**** Records to use

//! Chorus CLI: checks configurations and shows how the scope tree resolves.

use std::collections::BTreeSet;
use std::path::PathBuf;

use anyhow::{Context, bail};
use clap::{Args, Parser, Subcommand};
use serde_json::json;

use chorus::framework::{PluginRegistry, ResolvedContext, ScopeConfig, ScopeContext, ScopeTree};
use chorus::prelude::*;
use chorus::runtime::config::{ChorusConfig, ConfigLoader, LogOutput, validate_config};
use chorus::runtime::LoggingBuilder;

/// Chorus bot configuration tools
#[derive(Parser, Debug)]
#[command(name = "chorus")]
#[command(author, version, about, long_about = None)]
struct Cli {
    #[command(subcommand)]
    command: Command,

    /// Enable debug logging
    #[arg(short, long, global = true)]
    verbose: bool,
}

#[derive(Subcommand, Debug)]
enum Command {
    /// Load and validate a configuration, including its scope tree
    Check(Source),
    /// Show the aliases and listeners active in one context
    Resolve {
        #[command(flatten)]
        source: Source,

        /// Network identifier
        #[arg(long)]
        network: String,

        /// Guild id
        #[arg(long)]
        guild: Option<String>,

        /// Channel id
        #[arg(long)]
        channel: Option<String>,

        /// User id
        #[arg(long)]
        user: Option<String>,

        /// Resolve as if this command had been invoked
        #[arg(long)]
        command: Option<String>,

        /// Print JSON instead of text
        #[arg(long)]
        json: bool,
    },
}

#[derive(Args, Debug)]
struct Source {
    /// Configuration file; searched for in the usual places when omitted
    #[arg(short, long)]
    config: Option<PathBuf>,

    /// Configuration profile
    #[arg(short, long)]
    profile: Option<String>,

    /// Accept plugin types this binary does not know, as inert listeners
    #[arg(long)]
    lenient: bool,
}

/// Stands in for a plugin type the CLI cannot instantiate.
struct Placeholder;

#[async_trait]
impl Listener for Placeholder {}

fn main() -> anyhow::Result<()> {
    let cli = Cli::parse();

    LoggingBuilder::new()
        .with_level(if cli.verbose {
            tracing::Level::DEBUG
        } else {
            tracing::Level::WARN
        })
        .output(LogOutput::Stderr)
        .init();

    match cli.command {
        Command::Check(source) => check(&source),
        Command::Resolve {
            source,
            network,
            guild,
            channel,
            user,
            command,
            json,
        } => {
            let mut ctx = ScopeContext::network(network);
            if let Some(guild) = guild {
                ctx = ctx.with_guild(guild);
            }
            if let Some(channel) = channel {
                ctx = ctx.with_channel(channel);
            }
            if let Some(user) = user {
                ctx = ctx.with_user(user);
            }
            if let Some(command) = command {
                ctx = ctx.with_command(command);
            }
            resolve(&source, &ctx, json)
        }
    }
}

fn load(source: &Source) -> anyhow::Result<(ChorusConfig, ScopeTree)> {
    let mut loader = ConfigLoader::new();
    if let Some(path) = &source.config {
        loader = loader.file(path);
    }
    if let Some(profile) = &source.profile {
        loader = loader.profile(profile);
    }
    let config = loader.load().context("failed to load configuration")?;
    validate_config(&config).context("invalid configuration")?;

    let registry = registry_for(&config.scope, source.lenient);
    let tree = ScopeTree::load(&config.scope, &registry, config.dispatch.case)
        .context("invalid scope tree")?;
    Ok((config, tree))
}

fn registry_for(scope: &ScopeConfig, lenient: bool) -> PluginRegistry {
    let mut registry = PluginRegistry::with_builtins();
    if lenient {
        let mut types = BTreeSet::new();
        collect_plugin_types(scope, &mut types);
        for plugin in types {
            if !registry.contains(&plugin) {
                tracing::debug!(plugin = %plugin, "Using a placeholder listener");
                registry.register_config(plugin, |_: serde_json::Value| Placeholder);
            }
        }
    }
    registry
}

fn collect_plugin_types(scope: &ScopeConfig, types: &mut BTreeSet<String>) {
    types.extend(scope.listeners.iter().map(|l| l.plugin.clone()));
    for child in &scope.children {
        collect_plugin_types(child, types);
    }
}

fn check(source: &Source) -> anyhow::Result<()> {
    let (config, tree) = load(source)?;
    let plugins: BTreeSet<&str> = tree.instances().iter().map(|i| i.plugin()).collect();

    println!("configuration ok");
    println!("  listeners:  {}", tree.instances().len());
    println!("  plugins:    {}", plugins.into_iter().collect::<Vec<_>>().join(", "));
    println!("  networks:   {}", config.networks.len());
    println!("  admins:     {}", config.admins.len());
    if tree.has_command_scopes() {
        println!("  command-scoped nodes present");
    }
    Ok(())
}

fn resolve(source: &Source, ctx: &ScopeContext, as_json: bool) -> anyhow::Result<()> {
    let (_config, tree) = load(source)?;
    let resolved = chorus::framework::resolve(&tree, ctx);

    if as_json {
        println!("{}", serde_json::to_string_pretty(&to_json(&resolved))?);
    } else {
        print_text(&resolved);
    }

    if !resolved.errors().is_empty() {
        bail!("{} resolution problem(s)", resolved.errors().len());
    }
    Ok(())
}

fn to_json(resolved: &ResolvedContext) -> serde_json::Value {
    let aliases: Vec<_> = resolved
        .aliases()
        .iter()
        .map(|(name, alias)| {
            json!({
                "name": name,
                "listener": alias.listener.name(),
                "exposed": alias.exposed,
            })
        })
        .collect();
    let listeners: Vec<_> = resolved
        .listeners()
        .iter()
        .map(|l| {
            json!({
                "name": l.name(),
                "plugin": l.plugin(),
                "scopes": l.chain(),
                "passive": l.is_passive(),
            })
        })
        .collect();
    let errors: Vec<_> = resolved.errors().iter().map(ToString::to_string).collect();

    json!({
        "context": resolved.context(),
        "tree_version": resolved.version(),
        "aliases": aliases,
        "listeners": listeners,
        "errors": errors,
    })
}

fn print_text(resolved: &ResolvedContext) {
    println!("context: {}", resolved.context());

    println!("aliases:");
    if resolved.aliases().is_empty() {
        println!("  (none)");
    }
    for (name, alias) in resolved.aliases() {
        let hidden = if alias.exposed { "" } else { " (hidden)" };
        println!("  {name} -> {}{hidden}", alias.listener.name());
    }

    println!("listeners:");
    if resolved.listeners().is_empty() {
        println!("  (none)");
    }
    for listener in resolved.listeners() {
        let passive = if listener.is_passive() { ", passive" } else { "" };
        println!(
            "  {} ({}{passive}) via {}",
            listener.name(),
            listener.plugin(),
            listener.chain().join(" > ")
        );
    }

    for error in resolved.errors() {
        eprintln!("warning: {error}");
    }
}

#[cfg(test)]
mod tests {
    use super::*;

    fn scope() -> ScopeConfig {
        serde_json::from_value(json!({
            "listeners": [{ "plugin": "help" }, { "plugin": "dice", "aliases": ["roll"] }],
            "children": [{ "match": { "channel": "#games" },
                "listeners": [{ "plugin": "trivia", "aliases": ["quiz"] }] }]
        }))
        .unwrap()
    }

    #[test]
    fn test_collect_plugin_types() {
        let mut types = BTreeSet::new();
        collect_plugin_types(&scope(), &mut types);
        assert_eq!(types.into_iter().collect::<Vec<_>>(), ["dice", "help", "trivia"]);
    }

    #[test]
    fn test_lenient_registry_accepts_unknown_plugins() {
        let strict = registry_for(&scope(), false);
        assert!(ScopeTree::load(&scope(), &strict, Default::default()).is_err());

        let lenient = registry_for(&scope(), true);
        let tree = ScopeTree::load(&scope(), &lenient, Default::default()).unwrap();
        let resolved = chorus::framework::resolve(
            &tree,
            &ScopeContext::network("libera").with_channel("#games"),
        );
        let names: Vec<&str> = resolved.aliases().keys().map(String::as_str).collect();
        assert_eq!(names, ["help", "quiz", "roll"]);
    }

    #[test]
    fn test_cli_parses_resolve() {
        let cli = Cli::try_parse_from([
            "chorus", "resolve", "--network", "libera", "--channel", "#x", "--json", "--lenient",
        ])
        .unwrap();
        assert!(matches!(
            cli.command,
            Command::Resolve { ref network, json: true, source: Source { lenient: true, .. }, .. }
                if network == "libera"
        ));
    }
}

********
**** Records to use

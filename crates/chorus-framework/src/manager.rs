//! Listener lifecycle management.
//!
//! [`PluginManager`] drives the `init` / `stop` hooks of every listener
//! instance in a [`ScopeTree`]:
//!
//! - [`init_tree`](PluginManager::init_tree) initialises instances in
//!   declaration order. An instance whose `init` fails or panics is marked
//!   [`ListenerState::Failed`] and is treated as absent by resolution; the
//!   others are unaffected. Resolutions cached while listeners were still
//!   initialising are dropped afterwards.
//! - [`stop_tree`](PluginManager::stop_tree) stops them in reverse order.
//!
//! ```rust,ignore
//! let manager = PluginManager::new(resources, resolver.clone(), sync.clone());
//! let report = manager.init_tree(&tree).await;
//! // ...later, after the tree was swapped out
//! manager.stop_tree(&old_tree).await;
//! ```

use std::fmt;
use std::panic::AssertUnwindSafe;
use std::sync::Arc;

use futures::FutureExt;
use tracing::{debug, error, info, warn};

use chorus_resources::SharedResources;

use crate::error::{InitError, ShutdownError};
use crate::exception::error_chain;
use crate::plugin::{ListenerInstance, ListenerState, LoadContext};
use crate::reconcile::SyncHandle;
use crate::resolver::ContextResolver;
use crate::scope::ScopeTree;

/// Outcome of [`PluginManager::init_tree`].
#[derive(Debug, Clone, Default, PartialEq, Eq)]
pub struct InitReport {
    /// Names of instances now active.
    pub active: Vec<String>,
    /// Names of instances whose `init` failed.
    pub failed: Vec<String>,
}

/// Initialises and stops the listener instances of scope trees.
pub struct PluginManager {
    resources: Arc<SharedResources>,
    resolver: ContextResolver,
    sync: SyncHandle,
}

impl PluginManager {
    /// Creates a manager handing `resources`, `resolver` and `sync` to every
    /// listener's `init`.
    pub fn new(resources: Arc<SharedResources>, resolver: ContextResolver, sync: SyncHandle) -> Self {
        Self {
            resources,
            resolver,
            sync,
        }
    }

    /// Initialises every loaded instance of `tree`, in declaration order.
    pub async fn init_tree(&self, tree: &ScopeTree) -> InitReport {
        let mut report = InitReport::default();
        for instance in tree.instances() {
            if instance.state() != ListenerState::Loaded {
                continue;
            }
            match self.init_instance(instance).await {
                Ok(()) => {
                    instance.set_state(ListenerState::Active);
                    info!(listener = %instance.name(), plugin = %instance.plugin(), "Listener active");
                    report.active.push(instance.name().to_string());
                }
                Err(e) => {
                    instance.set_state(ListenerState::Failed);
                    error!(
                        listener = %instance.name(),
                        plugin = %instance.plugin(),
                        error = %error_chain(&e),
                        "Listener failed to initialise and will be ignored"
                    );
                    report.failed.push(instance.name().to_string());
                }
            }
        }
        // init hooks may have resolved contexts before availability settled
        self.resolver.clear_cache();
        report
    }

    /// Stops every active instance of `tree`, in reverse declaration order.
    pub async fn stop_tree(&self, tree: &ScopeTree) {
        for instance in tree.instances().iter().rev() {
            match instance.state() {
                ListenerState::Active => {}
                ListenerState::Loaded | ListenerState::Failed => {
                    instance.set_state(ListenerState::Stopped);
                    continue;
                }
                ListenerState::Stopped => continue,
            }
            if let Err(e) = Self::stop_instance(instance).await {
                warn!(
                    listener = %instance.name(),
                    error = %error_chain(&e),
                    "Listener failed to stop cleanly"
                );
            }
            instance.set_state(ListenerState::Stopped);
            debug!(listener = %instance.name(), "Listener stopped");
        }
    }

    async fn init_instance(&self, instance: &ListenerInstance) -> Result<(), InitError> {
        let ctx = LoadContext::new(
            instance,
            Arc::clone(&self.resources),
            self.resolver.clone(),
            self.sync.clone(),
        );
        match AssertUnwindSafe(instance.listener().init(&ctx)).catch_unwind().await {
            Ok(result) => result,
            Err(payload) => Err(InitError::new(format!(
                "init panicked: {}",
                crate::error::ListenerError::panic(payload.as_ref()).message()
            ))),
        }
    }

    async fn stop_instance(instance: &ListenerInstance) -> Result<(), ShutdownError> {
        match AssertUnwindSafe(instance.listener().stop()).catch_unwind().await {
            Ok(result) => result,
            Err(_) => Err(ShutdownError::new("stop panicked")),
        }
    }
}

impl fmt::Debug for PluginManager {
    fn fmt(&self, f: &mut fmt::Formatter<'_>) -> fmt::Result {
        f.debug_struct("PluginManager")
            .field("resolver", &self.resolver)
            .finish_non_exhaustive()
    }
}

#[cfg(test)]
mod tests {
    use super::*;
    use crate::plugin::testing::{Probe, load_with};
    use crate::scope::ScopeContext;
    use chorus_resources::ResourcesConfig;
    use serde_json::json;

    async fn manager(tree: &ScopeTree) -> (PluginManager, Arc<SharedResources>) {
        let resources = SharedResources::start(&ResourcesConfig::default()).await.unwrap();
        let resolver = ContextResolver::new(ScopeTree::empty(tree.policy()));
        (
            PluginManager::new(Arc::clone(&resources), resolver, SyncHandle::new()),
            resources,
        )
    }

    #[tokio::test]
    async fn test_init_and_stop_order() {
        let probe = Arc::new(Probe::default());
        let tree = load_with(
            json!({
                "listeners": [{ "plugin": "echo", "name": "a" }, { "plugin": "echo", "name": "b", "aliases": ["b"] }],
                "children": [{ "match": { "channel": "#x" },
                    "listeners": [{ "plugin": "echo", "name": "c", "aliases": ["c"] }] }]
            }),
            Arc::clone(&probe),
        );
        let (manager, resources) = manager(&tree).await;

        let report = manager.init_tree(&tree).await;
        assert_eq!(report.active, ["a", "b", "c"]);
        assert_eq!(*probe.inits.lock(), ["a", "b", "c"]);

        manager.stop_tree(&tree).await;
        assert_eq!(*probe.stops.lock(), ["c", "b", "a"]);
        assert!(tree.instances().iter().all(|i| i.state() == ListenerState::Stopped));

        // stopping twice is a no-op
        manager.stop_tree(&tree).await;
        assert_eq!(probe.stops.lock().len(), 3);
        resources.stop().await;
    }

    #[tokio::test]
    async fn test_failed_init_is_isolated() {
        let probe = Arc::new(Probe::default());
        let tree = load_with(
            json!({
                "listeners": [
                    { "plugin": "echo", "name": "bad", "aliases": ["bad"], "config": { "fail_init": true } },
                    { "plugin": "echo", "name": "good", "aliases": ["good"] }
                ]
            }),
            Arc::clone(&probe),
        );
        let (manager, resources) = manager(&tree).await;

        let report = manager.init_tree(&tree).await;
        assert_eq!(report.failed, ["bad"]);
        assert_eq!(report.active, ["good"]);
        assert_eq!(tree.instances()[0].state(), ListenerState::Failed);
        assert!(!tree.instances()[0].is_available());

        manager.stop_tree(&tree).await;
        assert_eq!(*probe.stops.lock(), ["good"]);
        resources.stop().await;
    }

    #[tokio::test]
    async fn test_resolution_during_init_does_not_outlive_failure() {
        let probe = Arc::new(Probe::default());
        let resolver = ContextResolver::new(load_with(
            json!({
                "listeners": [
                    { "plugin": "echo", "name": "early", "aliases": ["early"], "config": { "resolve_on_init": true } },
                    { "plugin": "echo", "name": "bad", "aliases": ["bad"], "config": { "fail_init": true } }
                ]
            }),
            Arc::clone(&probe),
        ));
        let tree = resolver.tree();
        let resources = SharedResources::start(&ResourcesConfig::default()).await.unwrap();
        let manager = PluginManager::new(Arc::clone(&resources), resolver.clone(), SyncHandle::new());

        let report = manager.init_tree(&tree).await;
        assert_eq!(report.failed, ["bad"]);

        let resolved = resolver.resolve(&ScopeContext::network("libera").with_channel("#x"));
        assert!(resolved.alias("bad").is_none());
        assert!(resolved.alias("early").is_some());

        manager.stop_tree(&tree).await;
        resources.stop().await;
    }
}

********

→ **What you should do**:
Which lines above hold the word "bool"? Copy each of them.

→ **Response below**:
    verbose: bool,
        json: bool,
    lenient: bool,
fn registry_for(scope: &ScopeConfig, lenient: bool) -> PluginRegistry {
fn resolve(source: &Source, ctx: &ScopeContext, as_json: bool) -> anyhow::Result<()> {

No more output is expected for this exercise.